** Opening GIVEN DATA block **

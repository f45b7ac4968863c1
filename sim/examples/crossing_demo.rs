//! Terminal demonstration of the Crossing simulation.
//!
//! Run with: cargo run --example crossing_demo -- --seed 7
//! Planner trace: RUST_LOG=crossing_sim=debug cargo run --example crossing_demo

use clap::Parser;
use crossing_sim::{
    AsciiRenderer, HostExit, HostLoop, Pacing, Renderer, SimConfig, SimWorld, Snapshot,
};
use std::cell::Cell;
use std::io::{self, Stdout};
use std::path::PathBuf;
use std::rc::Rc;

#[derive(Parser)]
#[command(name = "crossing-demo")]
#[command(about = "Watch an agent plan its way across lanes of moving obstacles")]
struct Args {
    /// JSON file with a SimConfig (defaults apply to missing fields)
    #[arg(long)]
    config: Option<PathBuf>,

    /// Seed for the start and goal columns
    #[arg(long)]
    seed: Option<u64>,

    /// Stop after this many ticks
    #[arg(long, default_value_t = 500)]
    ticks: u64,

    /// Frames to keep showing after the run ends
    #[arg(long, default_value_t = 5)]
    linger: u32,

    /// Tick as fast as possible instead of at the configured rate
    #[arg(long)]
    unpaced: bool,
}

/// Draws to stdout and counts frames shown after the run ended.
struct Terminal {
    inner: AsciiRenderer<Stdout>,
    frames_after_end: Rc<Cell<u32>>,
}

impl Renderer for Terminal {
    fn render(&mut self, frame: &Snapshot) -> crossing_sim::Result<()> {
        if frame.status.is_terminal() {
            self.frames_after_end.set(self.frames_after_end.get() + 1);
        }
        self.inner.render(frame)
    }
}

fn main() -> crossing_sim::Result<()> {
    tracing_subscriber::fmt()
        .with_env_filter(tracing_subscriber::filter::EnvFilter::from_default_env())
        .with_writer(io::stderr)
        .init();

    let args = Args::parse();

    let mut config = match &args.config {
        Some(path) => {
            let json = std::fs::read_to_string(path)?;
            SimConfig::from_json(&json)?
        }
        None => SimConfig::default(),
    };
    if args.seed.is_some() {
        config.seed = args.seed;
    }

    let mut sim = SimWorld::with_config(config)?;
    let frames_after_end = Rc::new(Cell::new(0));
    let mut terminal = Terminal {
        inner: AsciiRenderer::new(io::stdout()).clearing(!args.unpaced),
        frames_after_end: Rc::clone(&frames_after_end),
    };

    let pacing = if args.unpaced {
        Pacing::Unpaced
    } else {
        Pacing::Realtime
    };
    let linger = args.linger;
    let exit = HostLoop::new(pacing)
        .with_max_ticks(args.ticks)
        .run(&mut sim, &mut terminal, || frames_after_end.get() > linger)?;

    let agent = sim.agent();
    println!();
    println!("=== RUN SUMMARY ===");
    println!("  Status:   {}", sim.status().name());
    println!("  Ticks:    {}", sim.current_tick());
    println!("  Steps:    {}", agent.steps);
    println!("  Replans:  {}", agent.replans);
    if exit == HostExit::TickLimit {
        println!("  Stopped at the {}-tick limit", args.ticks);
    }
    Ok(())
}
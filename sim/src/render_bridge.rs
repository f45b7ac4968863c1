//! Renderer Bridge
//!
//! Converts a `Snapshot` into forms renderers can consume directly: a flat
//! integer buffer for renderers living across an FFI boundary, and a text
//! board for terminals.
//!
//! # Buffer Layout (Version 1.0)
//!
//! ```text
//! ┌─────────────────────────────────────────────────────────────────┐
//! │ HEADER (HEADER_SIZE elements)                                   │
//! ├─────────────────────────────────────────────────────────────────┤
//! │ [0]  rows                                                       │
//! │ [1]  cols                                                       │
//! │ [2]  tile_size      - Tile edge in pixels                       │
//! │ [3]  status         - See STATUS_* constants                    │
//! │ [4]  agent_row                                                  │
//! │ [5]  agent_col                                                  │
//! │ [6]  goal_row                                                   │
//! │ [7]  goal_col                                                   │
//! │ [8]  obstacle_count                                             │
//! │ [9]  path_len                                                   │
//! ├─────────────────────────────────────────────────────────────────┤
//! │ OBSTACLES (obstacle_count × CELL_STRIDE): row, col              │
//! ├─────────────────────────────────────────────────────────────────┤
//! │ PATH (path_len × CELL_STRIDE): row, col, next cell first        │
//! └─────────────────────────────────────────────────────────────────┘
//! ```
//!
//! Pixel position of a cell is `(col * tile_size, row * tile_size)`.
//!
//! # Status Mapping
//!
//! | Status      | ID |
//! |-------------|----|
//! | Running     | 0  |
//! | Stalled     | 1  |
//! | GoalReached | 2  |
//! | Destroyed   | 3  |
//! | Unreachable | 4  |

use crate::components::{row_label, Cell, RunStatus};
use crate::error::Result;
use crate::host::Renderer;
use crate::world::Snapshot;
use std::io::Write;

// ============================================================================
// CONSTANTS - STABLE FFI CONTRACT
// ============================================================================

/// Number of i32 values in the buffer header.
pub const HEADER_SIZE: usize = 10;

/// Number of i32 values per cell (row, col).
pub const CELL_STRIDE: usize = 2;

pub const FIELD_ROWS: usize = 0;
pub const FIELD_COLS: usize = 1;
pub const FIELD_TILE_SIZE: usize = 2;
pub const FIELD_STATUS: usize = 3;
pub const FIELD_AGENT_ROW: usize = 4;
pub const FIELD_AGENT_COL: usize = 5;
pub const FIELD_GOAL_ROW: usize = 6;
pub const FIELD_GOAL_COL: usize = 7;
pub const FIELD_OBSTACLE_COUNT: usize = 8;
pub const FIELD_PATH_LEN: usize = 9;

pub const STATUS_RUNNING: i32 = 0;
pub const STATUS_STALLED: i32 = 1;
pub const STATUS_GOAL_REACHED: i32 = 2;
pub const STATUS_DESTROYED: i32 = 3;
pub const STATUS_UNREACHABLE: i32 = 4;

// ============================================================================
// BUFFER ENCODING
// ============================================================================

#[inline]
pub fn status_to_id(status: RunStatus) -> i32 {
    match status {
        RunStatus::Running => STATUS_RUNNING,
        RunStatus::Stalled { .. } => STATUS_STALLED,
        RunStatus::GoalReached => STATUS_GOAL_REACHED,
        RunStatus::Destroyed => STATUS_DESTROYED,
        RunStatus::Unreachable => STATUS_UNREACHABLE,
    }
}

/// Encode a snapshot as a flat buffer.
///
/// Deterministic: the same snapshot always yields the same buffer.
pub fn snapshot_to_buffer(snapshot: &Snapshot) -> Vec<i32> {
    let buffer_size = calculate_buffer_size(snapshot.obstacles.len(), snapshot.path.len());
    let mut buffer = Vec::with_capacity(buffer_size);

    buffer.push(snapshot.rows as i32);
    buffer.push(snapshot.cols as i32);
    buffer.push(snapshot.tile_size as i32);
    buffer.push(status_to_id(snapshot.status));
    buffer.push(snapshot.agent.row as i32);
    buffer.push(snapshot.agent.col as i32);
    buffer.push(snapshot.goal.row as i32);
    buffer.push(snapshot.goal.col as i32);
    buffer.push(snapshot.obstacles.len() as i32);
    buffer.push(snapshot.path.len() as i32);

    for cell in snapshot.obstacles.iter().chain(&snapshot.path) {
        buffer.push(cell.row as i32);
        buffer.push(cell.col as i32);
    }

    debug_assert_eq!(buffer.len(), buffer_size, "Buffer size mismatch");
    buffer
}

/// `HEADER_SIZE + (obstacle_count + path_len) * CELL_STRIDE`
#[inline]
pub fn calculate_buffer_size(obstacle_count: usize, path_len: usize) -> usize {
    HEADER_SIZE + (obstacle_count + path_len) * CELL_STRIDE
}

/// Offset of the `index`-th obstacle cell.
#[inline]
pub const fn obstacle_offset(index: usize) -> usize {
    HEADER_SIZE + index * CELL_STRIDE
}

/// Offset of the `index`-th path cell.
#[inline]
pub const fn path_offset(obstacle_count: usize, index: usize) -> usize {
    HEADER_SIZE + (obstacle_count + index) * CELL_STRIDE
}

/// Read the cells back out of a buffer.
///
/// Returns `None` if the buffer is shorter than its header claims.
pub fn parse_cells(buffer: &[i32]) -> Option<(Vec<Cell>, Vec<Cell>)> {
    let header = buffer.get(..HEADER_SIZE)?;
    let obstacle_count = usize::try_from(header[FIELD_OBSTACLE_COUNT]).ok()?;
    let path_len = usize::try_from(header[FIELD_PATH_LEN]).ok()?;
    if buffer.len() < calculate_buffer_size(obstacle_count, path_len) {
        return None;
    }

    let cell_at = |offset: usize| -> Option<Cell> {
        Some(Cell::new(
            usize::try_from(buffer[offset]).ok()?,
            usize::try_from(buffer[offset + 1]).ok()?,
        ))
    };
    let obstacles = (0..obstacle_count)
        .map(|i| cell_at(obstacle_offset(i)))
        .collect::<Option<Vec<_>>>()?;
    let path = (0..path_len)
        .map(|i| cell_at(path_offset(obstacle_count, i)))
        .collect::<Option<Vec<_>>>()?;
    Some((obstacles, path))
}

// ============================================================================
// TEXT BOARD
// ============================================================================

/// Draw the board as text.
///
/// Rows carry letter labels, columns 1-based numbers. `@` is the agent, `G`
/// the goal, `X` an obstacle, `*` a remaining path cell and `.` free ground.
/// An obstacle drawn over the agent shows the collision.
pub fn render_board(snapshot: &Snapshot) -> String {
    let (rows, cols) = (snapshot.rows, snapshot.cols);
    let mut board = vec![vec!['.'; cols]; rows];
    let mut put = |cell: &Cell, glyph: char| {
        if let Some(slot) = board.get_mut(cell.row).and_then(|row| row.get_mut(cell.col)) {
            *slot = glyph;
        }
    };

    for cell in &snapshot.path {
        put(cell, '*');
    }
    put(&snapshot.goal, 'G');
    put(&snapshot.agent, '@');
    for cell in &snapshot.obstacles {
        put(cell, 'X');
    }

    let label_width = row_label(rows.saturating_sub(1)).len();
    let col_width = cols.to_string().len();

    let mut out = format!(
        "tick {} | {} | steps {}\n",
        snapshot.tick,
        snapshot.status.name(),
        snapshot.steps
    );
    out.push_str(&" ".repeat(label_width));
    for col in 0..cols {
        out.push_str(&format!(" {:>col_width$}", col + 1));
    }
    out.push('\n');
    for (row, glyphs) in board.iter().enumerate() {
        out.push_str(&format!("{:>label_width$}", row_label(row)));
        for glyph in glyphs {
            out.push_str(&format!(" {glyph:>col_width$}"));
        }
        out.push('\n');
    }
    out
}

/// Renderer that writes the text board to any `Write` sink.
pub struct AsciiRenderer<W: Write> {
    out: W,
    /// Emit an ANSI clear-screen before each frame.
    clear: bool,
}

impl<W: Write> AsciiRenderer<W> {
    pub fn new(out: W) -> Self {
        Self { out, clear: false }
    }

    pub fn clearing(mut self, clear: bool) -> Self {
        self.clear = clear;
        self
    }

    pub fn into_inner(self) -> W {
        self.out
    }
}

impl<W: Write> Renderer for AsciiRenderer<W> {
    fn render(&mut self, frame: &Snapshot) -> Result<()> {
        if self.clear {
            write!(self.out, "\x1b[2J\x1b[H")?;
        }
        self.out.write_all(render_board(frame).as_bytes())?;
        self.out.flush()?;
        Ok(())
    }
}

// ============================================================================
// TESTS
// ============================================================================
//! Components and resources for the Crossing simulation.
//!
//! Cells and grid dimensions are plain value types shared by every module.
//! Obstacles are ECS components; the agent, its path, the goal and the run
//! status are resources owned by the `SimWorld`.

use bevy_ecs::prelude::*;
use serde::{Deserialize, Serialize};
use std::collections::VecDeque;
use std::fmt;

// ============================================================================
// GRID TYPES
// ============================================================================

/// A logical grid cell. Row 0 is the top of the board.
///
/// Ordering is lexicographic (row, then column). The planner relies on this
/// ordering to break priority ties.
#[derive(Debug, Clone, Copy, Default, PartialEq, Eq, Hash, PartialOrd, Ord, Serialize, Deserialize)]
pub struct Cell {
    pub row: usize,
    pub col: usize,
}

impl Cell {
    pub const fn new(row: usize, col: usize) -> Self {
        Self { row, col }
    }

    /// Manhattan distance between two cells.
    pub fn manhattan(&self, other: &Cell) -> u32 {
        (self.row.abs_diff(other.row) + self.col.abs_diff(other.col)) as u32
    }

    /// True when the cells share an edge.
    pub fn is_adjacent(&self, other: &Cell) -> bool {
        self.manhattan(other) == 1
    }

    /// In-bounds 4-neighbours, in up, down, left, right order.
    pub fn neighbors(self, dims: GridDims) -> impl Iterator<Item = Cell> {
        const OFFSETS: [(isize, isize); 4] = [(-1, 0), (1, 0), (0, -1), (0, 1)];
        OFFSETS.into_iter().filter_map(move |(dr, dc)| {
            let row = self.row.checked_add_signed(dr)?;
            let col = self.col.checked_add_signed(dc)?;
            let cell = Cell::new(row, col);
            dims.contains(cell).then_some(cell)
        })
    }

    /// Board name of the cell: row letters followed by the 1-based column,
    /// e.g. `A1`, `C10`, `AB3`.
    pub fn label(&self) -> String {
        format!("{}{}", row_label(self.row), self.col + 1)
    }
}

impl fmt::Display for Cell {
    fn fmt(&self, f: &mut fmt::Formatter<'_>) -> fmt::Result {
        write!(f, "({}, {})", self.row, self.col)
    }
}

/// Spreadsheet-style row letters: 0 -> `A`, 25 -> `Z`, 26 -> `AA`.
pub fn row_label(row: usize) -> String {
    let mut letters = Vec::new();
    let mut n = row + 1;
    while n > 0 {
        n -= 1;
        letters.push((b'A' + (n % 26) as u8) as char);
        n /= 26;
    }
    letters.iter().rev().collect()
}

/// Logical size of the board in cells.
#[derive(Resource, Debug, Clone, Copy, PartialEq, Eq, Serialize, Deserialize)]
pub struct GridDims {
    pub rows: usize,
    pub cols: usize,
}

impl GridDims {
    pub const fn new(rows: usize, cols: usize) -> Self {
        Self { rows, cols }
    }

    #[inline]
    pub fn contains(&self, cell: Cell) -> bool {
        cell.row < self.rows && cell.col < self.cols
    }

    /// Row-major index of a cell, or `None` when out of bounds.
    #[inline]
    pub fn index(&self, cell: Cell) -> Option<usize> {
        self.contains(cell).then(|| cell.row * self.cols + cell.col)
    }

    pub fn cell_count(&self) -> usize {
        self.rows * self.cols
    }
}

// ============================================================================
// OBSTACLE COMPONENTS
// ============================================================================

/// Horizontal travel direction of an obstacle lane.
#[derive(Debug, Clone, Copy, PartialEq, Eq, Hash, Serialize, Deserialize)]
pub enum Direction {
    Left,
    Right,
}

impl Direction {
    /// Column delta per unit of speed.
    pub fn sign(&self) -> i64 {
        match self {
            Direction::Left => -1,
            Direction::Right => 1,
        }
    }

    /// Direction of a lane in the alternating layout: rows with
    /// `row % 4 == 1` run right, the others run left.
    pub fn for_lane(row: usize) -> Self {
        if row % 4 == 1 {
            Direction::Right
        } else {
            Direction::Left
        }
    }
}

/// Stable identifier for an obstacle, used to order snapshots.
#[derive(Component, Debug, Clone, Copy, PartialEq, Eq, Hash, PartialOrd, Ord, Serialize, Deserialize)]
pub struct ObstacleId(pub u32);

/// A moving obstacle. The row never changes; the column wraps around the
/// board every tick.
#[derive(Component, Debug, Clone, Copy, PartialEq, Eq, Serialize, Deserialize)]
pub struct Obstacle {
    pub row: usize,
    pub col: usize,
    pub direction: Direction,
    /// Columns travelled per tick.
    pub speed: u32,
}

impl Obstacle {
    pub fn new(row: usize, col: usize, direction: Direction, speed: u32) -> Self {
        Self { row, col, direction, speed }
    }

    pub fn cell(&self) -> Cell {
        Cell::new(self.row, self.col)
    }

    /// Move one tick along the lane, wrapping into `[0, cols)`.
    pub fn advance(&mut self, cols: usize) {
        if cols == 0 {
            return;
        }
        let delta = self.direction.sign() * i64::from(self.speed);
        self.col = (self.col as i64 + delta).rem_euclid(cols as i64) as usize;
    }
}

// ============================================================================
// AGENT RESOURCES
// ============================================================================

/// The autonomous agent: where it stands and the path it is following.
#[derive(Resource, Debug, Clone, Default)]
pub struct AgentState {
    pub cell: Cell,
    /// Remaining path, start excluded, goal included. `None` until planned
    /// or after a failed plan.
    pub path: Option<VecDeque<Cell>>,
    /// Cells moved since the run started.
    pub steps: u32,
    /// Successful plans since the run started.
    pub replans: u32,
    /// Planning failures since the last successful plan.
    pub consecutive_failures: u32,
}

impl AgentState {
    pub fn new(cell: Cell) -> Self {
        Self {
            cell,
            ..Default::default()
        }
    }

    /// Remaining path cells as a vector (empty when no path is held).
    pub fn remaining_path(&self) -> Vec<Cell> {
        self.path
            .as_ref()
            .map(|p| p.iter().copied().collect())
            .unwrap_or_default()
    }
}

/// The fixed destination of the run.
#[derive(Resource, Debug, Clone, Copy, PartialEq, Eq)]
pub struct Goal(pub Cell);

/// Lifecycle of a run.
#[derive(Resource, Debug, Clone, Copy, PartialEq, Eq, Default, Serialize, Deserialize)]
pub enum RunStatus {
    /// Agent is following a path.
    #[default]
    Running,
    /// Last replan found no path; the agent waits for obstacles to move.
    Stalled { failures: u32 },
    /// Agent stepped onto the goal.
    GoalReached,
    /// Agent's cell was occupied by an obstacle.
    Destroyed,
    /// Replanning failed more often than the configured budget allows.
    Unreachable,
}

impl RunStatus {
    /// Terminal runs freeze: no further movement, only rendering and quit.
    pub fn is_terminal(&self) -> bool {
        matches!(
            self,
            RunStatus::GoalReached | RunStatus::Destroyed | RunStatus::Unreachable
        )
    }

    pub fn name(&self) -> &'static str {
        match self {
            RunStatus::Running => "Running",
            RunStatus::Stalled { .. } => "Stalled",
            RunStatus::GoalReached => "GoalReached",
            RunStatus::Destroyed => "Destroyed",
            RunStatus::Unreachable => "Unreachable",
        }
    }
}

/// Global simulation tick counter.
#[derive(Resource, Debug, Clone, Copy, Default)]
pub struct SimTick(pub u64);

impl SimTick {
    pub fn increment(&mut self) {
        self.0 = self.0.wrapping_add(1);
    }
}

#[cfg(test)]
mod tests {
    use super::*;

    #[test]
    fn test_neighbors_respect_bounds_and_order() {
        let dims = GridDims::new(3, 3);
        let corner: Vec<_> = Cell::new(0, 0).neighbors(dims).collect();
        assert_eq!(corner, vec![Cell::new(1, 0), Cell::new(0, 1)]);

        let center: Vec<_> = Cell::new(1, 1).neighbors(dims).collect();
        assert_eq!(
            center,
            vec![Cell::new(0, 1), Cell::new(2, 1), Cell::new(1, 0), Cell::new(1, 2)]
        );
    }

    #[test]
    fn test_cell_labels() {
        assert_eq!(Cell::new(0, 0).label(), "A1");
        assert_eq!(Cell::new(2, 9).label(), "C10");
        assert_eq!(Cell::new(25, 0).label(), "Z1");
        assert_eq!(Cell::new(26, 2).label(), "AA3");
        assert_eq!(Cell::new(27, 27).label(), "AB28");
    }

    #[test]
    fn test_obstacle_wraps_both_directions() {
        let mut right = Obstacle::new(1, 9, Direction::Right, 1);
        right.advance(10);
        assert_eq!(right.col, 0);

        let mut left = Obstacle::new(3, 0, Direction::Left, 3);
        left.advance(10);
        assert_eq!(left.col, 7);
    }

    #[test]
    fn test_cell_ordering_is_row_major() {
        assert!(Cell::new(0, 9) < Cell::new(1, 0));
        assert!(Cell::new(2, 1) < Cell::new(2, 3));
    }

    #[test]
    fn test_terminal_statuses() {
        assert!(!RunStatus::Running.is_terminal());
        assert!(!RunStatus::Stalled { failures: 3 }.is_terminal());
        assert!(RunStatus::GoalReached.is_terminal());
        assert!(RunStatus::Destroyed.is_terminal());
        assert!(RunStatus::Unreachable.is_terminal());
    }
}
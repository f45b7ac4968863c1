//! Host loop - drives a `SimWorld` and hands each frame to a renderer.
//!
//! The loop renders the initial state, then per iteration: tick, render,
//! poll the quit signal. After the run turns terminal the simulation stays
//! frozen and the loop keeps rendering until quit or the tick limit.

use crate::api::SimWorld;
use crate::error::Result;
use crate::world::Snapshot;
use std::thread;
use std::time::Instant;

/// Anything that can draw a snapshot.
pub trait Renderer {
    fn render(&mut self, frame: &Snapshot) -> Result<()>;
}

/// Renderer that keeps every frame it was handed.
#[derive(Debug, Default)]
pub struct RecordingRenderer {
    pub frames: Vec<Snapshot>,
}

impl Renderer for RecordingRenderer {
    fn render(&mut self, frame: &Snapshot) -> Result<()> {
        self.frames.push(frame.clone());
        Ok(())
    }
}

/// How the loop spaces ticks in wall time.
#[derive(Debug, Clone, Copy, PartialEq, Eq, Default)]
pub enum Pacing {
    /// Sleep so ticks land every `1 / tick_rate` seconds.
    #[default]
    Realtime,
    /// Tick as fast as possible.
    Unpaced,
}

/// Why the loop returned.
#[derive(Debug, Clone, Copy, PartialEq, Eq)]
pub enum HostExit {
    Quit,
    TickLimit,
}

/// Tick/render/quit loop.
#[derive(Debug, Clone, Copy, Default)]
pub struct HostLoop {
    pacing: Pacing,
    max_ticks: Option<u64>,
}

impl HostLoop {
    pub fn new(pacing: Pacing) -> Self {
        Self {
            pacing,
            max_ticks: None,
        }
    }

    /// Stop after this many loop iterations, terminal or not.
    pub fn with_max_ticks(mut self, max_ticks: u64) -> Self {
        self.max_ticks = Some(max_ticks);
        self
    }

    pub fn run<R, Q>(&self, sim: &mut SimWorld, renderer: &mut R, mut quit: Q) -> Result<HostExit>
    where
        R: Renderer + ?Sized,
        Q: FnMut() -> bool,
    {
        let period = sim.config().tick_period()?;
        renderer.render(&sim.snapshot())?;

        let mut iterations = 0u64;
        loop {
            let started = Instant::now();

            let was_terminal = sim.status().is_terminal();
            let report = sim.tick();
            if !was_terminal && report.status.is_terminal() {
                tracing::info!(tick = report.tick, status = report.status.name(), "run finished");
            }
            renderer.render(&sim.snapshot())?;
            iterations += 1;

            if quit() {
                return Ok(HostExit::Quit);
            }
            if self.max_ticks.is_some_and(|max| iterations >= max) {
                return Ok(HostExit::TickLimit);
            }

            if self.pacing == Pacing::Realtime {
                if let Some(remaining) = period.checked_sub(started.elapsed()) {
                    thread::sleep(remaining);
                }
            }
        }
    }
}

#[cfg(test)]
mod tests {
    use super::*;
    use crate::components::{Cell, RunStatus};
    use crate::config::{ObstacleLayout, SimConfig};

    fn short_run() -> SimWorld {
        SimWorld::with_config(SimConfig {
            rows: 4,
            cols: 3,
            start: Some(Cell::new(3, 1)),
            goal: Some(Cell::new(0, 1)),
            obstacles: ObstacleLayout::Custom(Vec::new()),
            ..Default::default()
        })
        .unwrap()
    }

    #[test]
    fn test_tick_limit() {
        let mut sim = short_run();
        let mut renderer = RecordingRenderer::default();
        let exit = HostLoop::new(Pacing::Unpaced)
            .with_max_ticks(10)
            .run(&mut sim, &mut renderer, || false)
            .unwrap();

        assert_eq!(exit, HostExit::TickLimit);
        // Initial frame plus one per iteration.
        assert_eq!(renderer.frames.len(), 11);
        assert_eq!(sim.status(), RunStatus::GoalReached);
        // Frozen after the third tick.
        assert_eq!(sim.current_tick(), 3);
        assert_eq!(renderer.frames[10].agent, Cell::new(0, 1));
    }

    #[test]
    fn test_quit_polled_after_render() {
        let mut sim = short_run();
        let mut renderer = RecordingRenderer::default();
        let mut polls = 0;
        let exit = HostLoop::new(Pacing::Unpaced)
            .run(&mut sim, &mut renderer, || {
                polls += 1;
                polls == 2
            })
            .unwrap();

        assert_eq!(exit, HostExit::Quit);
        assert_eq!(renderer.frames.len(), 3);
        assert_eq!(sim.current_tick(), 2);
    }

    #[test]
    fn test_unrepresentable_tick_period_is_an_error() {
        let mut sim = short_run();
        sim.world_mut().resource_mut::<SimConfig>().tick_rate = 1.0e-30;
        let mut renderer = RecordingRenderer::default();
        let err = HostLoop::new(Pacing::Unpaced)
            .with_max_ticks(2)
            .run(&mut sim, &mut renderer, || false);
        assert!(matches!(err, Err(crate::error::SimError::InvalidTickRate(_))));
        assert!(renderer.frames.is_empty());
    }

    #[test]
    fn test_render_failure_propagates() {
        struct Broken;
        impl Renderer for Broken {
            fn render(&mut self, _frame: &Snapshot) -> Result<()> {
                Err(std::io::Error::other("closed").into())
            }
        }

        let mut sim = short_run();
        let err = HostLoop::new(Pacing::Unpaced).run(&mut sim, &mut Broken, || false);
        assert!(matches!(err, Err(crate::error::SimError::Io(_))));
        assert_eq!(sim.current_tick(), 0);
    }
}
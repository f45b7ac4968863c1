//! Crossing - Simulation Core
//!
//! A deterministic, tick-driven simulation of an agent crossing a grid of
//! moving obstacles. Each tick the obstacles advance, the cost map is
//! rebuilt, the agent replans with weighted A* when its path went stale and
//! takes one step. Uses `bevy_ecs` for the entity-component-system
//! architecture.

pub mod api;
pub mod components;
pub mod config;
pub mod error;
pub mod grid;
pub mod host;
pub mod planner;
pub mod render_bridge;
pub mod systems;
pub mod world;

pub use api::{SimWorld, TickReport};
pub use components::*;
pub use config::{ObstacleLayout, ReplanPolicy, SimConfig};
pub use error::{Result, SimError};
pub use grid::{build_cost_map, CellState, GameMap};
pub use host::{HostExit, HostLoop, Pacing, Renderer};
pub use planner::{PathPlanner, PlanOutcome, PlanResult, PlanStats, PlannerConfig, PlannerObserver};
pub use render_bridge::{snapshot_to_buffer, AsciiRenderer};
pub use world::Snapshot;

** Closing GIVEN DATA block **

#### TASK GOAL
Repeat the entries above verbatim, but only from the line that has "pub struct Cell" down to the line that has "pub fn manhattan(&self, other: &Cell)", inclusive.

#### RESULT OF THIS EXERCISE
pub struct Cell {
    pub row: usize,
    pub col: usize,
}

impl Cell {
    pub const fn new(row: usize, col: usize) -> Self {
        Self { row, col }
    }

    /// Manhattan distance between two cells.
    pub fn manhattan(&self, other: &Cell) -> u32 {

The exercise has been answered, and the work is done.